Вопль все еще продолжал звучать на одной ноте. Так кричат смертельно раненые. Ему показалось, что он узнал голос ефрейтора Мадзимы. Ёсимура снова попытался приподняться на локтях. Оказалось, что его засыпало землей и ветками. С трудом высвободившись из-под тяжести, он осторожно двинулся вперед. И когда уже наполовину выбрался, до его слуха снова донесся свистящий звук. Ёсимура поспешно уткнулся лицом в землю. На этот раз перелет. Раздался оглушительный взрыв. Земля дрогнула, но туда, где лежал Ёсимура, осколков не долетело. Он приподнялся, посмотрел в ту сторону, где было убежище, и, удостоверившись, что невысокий холмик, насыпанный сверху, не поврежден, решил быстро перебежать в укрытие. Стряхнув с себя комья земли и убедившись, что он цел и невредим, Ёсимура подумал: «Ну вот, снова повезло! Жив!» Сколько раз за семь военных лет он говорил себе эти слова! Пригнувшись, Ёсимура побежал к укрытию, отметив по пути, что от солдатской хижины не осталось и следа. Снова донесся свист мины. Он упал на землю ничком. Снова перелет.

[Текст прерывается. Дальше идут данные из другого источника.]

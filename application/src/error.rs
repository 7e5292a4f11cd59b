//! [`Error`]-related definitions.

use std::fmt;

use axum::{response::IntoResponse, Json};
use derive_more::Error as StdError;
use itertools::Itertools as _;
use serde::Serialize;
use service::infra::store;
use tracerr::{Trace, Traced};

/// Defines a new error type.
#[expect(clippy::module_name_repetitions, reason = "more readable")]
#[macro_export]
macro_rules! define_error {
    (
        enum $name:ident {
            $(
                #[code = $code:literal]
                #[status = $status_code:ident]
                #[message = $message:literal]
                $variant:ident
            ),* $(,)?
        }
    ) => {
        /// Error type.
        #[derive(
            Clone,
            Copy,
            Debug,
            ::derive_more::Display,
            ::derive_more::Error
        )]
        #[repr(u16)]
        pub enum $name {
            $(
                #[display($message)]
                #[doc = $message]
                $variant,
            )*
        }

        impl From<$name> for $crate::Error {
            fn from(err: $name) -> Self {
                match err {
                    $(
                        $name::$variant => Self {
                            code: $code,
                            status_code: ::http::StatusCode::$status_code,
                            message: $message.to_string(),
                            backtrace: None,
                        },
                    )*
                }
            }
        }
    };
}

/// REST API [`Error`].
#[derive(Clone, Debug, StdError)]
pub struct Error {
    /// [`Error`] code.
    pub code: Code,

    /// [`http::StatusCode`] of this [`Error`].
    pub status_code: http::StatusCode,

    /// Backtrace of this [`Error`].
    #[error(not(backtrace))]
    pub backtrace: Option<Trace>,

    /// [`Error`] message.
    pub message: String,
}

impl Error {
    /// Create a new [`Error`] representing an internal server error.
    #[must_use]
    pub fn internal(msg: &impl ToString) -> Self {
        Self {
            code: "INTERNAL_SERVER_ERROR",
            status_code: http::StatusCode::INTERNAL_SERVER_ERROR,
            message: msg.to_string(),
            backtrace: None,
        }
    }
}

impl fmt::Display for Error {
    fn fmt(&self, f: &mut fmt::Formatter<'_>) -> fmt::Result {
        let Self {
            code,
            status_code: _,
            backtrace,
            message,
        } = self;

        write!(
            f,
            "[{code}]: {message}{}",
            backtrace
                .iter()
                .format_with("\n", |trace, f| f(&format_args!("{trace}"))),
        )
    }
}

impl IntoResponse for Error {
    fn into_response(self) -> axum::response::Response {
        /// Serialized body of an [`Error`] response.
        #[derive(Serialize)]
        struct Body {
            /// [`Error`] code.
            code: Code,

            /// [`Error`] message.
            message: String,

            /// Backtrace of the [`Error`].
            backtrace: Vec<String>,
        }

        let Self {
            code,
            status_code,
            backtrace,
            message,
        } = self;

        let body = Body {
            code,
            message,
            backtrace: backtrace
                .iter()
                .flat_map(|trace| trace.iter())
                .map(ToString::to_string)
                .collect(),
        };
        (status_code, Json(body)).into_response()
    }
}

/// [`Error`] code.
pub type Code = &'static str;

/// Helper trait for converting types into [`Error`]s.
pub trait AsError {
    /// Tries to convert the type into an [`Error`].
    ///
    /// [`None`] is returned if the type cannot be converted into an [`Error`].
    fn try_as_error(&self) -> Option<Error>;

    /// Converts the type into an [`Error`].
    fn as_error(&self) -> Error
    where
        Self: fmt::Display,
    {
        self.try_as_error()
            .unwrap_or_else(|| Error::internal(&self))
    }

    /// Converts the type into an [`Error`] by consuming it.
    fn into_error(self) -> Error
    where
        Self: fmt::Display + Sized,
    {
        self.as_error()
    }
}

impl<E: AsError> AsError for Traced<E> {
    fn try_as_error(&self) -> Option<Error> {
        let mut error = self.as_ref().try_as_error()?;
        error.backtrace = Some(self.trace().clone());
        Some(error)
    }
}

impl AsError for store::Error {
    fn try_as_error(&self) -> Option<Error> {
        None
    }
}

— Кто там? — услышал он окрик фельдфебеля Такано и прыгнул в убежище.
— Ёсимура! — отозвался он громко.
— Как ты? Не ранен?
— Нет.
В убежище было темно, и он ничего не мог разглядеть, но почувствовал, что кое-где, видимо, со стен осыпается земля.
— А другие как, не знаешь? — спросил Такано.
Ёсимура не успел ответить, в углу раздался стон.
— Кто это? — спросил Ёсимура.
— Командир роты, он ранен, — сказал Такано. — Я и Тадзаки в полном порядке.
— Как это тебе удалось вывернуться? — спросит Тадзаки. — Как раз возле вашего навеса несколько мин разорвалось.
— А я отошел по нужде, когда наших накрыло, — сказал Ёсимура. — Очнулся, слышу, вроде Мадзима стонет. Навес напрочь снесло.
— Видно, всех прикончило, — заметил Такано.
Тем временем обстрел приутих. В убежище стоял густой пороховой дым.
— Как там наши часовые? — вслух подумал Такано.
— Они-то целы, — сказал Тадзаки. — Скоро явятся.
— Сюда! — вдруг вскрикнул командир роты, который до сих пор только тихо стонал. — Я умираю, Такано! Я умираю.
Приглядевшись, Ёсимура увидел, что Такано поддерживает поручика Харадзиму.
— Ничего, господин поручик. Все обойдется, крепитесь.
— Прошу вас принять командование ротой. Я… уже… Я… — словно в бреду твердил поручик. Вскоре он затих.
— Куда его? — спросил Ёсимура.
— В живот. У самого входа в убежище, осколком.
Обстрел прекратился. Наступила тишина.
— Ну вот, теперь можно и вылезать.
Тадзаки хотел было выбраться наружу, но Такано остановил его:
— Рано еще! Снова могут обстрелять.
Так часто бывало: те, кто уцелел вначале, погибали от повторного обстрела, — считая, что огонь прекратился, они слишком рано выскакивали из убежища. Все понимали, что огонь был прицельным. Удивляло, когда это противник сумел засечь их позицию.
— Нам нужно быть осторожнее теперь, когда появились солдаты противника на местной дороге, — заметил Такано.